The best night of the TCM lineup is Friday, with Cat on a Hot Tin Roof (1/22; 7pm), which stars Paul Newman plus the Best Use of a Slip Onscreen ever. This adaptation of a Tennessee Williams play may also be Burl Ives' best role ever. (The first time I saw it, it sent me running to the dictionary. What in blazes is "mendacity"?) In another Tennessee Williams screenplay, 1960's Suddenly Last Summer (1/22, 9pm) Taylor stars with Katharine Hepburn, and Montgomery Clift for the third time. Not wholly successful as a film, but certainly an intriguing performance. And Taylor won her first Oscar playing a prostitute in Butterfield 8 (1/22, 11pm), hardly an acting triumph but one of her most notorious roles.

Photo of Liz TaylorThe V.I.P.s (1/23; 7pm) kicks off the final night of the Taylor tribute, forgoing the opportunity to show the scandalous Cleopatra in favor of this deadly dull tale of overprivileged socialites delayed at Heathrow Airport. Not gripping. And The Sandpiper (1/23; 9:30pm) is pure corn as then-husband Richard Burton plays an Episcopal priest hot for bohemian artist Liz (yeah, right). Even less memorable is Reflections in a Golden Eye (1/23; 11:30pm), a murky tale of sexual obsession in the military starring Marlon Brando and directed by John Huston. Finally, The Comedians (1/23; 1:30am) was a joke to begin with, another cast-of-thousands vehicle for the battling Burtons and a truly lame offering with which to wrap the decades of the star's work.
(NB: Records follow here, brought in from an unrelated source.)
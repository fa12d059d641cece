/*
 * Copyright (c) 2021. Aberic - All Rights Reserved.
 *
 * Licensed under the Apache License, Version 2.0 (the "License");
 * you may not use this file except in compliance with the License.
 * You may obtain a copy of the License at
 * http://www.apache.org/licenses/LICENSE-2.0
 * Unless required by applicable law or agreed to in writing, software
 * distributed under the License is distributed on an "AS IS" BASIS,
 * WITHOUT WARRANTIES OR CONDITIONS OF ANY KIND, either express or implied.
 * See the License for the specific language governing permissions and
 * limitations under the License.
 */

//! Owns one unit of a handler's usage counter for the duration of a
//! single invocation. `in_flight` is incremented by
//! [`Demultiplexer::determine_request_handler`][crate::demux::Demultiplexer::determine_request_handler]
//! while it already holds the table lock; this type's destructor is
//! the only place the counter is decremented.

use crate::demux::demultiplexer::{Callback, Demultiplexer, HandlerId};
use crate::http::request::Request;
use crate::http::response::Response;

pub struct Holder {
    demux: Demultiplexer,
    id: HandlerId,
    callback: Callback,
}

impl Holder {
    pub(crate) fn new(demux: Demultiplexer, id: HandlerId, callback: Callback) -> Holder {
        Holder { demux, id, callback }
    }

    pub fn accept_type(&self) -> crate::http::mime::Mime {
        self.id.accept_type
    }

    /// Invokes the held handler. Must be called with the thread's
    /// re-entrancy guard set, so that the handler dropping its own
    /// [`Handle`][crate::demux::Handle] is detected rather than
    /// deadlocking.
    pub fn call(&self, request: &Request, response: &mut Response) {
        (self.callback)(request, response);
    }
}

impl Drop for Holder {
    fn drop(&mut self) {
        self.demux.decrease_usage_counter(&self.id);
    }
}
/*
 * Copyright (c) 2021. Aberic - All Rights Reserved.
 *
 * Licensed under the Apache License, Version 2.0 (the "License");
 * you may not use this file except in compliance with the License.
 * You may obtain a copy of the License at
 * http://www.apache.org/licenses/LICENSE-2.0
 * Unless required by applicable law or agreed to in writing, software
 * distributed under the License is distributed on an "AS IS" BASIS,
 * WITHOUT WARRANTIES OR CONDITIONS OF ANY KIND, either express or implied.
 * See the License for the specific language governing permissions and
 * limitations under the License.
 */

use std::fmt;
use std::ops::Add;
use crate::utils::errors::{Errs, StarryResult};

#[derive(Clone, PartialEq, Eq)]
pub struct Status(u16, &'static str);

impl Status {
    /// 200 OK
    ///
    /// 参见[[RFC7231, Section 6.3.1](https://tools.ietf.org/html/rfc7231#section-6.3.1)]
    pub const OK: Status = Status(200, "OK");
    /// 400 Bad Request
    ///
    /// 参见[[RFC7231, Section 6.5.1](https://tools.ietf.org/html/rfc7231#section-6.5.1)]
    pub const BAD_REQUEST: Status = Status(400, "Bad Request");
    /// 404 Not Found
    ///
    /// 参见[[RFC7231, Section 6.5.4](https://tools.ietf.org/html/rfc7231#section-6.5.4)]
    pub const NOT_FOUND: Status = Status(404, "Not Found");
    /// 405 Method Not Allowed
    ///
    /// 参见[[RFC7231, Section 6.5.5](https://tools.ietf.org/html/rfc7231#section-6.5.5)]
    pub const METHOD_NOT_ALLOWED: Status = Status(405, "Method Not Allowed");
    /// 406 Not Acceptable
    ///
    /// 参见[[RFC7231, Section 6.5.6](https://tools.ietf.org/html/rfc7231#section-6.5.6)]
    pub const NOT_ACCEPTABLE: Status = Status(406, "Not Acceptable");
    /// 415 Unsupported Media Type
    ///
    /// 参见[[RFC7231, Section 6.5.13](https://tools.ietf.org/html/rfc7231#section-6.5.13)]
    pub const UNSUPPORTED_MEDIA_TYPE: Status = Status(415, "Unsupported Media Type");
    /// 417 Expectation Failed
    ///
    /// 参见[[RFC7231, Section 6.5.14](https://tools.ietf.org/html/rfc7231#section-6.5.14)]
    pub const EXPECTATION_FAILED: Status = Status(417, "Expectation Failed");
    /// 505 HTTP Version Not Supported
    ///
    /// 参见[[RFC7231, Section 6.6.6](https://tools.ietf.org/html/rfc7231#section-6.6.6)]
    pub const HTTP_VERSION_NOT_SUPPORTED: Status = Status(505, "HTTP Version Not Supported");

    pub fn from_code(code: u16) -> StarryResult<Status> {
        match code {
            200 => Ok(Status::OK),
            400 => Ok(Status::BAD_REQUEST),
            404 => Ok(Status::NOT_FOUND),
            405 => Ok(Status::METHOD_NOT_ALLOWED),
            406 => Ok(Status::NOT_ACCEPTABLE),
            415 => Ok(Status::UNSUPPORTED_MEDIA_TYPE),
            417 => Ok(Status::EXPECTATION_FAILED),
            505 => Ok(Status::HTTP_VERSION_NOT_SUPPORTED),
            _ => Err(Errs::string(format!("un support http status code {}!", code))),
        }
    }

    /// 用`&str`表示当前Status
    pub fn phrase(&self) -> &str {
        self.1
    }

    pub fn phrase_as_slice(&self) -> &[u8] {
        self.1.as_bytes()
    }

    pub fn code(&self) -> u16 {
        self.0
    }
}

impl<'a> PartialEq<&'a Status> for Status {
    fn eq(&self, other: &&'a Status) -> bool {
        self == *other
    }
}

impl<'a> PartialEq<Status> for &'a Status {
    fn eq(&self, other: &Status) -> bool {
        *self == other
    }
}

impl PartialEq<str> for Status {
    fn eq(&self, other: &str) -> bool {
        self.phrase() == other
    }
}

impl PartialEq<Status> for str {
    fn eq(&self, other: &Status) -> bool {
        self == other.phrase()
    }
}

impl<'a> PartialEq<&'a str> for Status {
    fn eq(&self, other: &&'a str) -> bool {
        self.phrase() == *other
    }
}

impl<'a> PartialEq<Status> for &'a str {
    fn eq(&self, other: &Status) -> bool {
        *self == other.phrase()
    }
}

impl<'a> PartialEq<u16> for Status {
    fn eq(&self, other: &u16) -> bool {
        self.0 == *other
    }
}

impl<'a> PartialEq<Status> for u16 {
    fn eq(&self, other: &Status) -> bool {
        *self == other.code()
    }
}

impl fmt::Debug for Status {
    fn fmt(&self, f: &mut fmt::Formatter<'_>) -> fmt::Result {
        f.write_str(&*self.code().to_string().add(" ").to_string().add(self.phrase()))
    }
}

#[test]
fn status_to_str() {
    let s = Status::NOT_ACCEPTABLE;
    assert_eq!(s.code(), 406);
    assert_eq!(s.phrase(), "Not Acceptable");
}

#[test]
fn status_eq() {
    assert_eq!(Status::OK, Status::OK);
    assert_eq!(Status::OK, "OK");
    assert_eq!(&Status::OK, "OK");
    assert_eq!(Status::OK, 200);
    assert_eq!("OK", Status::OK);
    assert_eq!("OK", &Status::OK);
    assert_eq!(200, Status::OK);
}

#[test]
fn status_from() {
    assert!(Status::from_code(200).is_ok());
    assert!(Status::from_code(800).is_err());
    assert_eq!(Status::from_code(200).unwrap(), 200)
}
/*
 * Copyright (c) 2021. Aberic - All Rights Reserved.
 *
 * Licensed under the Apache License, Version 2.0 (the "License");
 * you may not use this file except in compliance with the License.
 * You may obtain a copy of the License at
 * http://www.apache.org/licenses/LICENSE-2.0
 * Unless required by applicable law or agreed to in writing, software
 * distributed under the License is distributed on an "AS IS" BASIS,
 * WITHOUT WARRANTIES OR CONDITIONS OF ANY KIND, either express or implied.
 * See the License for the specific language governing permissions and
 * limitations under the License.
 */

pub mod demultiplexer;
pub mod handle;
pub mod holder;

pub use demultiplexer::{Demultiplexer, HandlerId, RouteOutcome};
pub use handle::Handle;
pub use holder::Holder;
La Liz wasn't the only MGM sex symbol. The young and tempestous Lana Turner studied at the studio's Little Red Schoolhouse (while Mickey Rooney studied her) as she was molded into the original "Sweater Girl" for her debut in They Won't Forget.

They didn't forget, and neither will you after you see Turner strut across the screen in those white shorts and turban in her tour de force, The Postman Always Rings Twice (1/25, noon). John Garfield plays her lust-besotted lover in this adaptation of James M. Cain's noir novel. (Postman was remade in 1981 with Jack Nicholson and Jessica Lange, proof that body parts and explicit sex scenes don't make for a better film.)

This particular showing of Postman is followed by 1996's Becoming Attractions: Lana Turner (1/25, 2pm), a collection of movie trailers documenting her rise to stardom. Turner's films -- never a threat to anyone's thespian aspirations -- had become pure fluff by the end of the Fifties but that was mostly because Turner's biggest role turned out to be her unscripted performance in court after daughter 14-year-old daughter Cheryl Crane stabbed Lana's mobster boyfriend, Johnny Stompanato, to death. (This incident was forever referred to by Turner and Crane as "the paragraph," because it was included in every news report on Turner for the rest of her life. The scandal was fictionalized for screen in the Sixties potboiler Where Love Has Gone.) For my money, the four-hanky soap weeper Madame X is Turner's best role, though Imitation of Life is curiously defining also.

Elizabeth Taylor and Lana Turner. In these past glories, they shine with no beginning or end, just the luminous radiance of star power.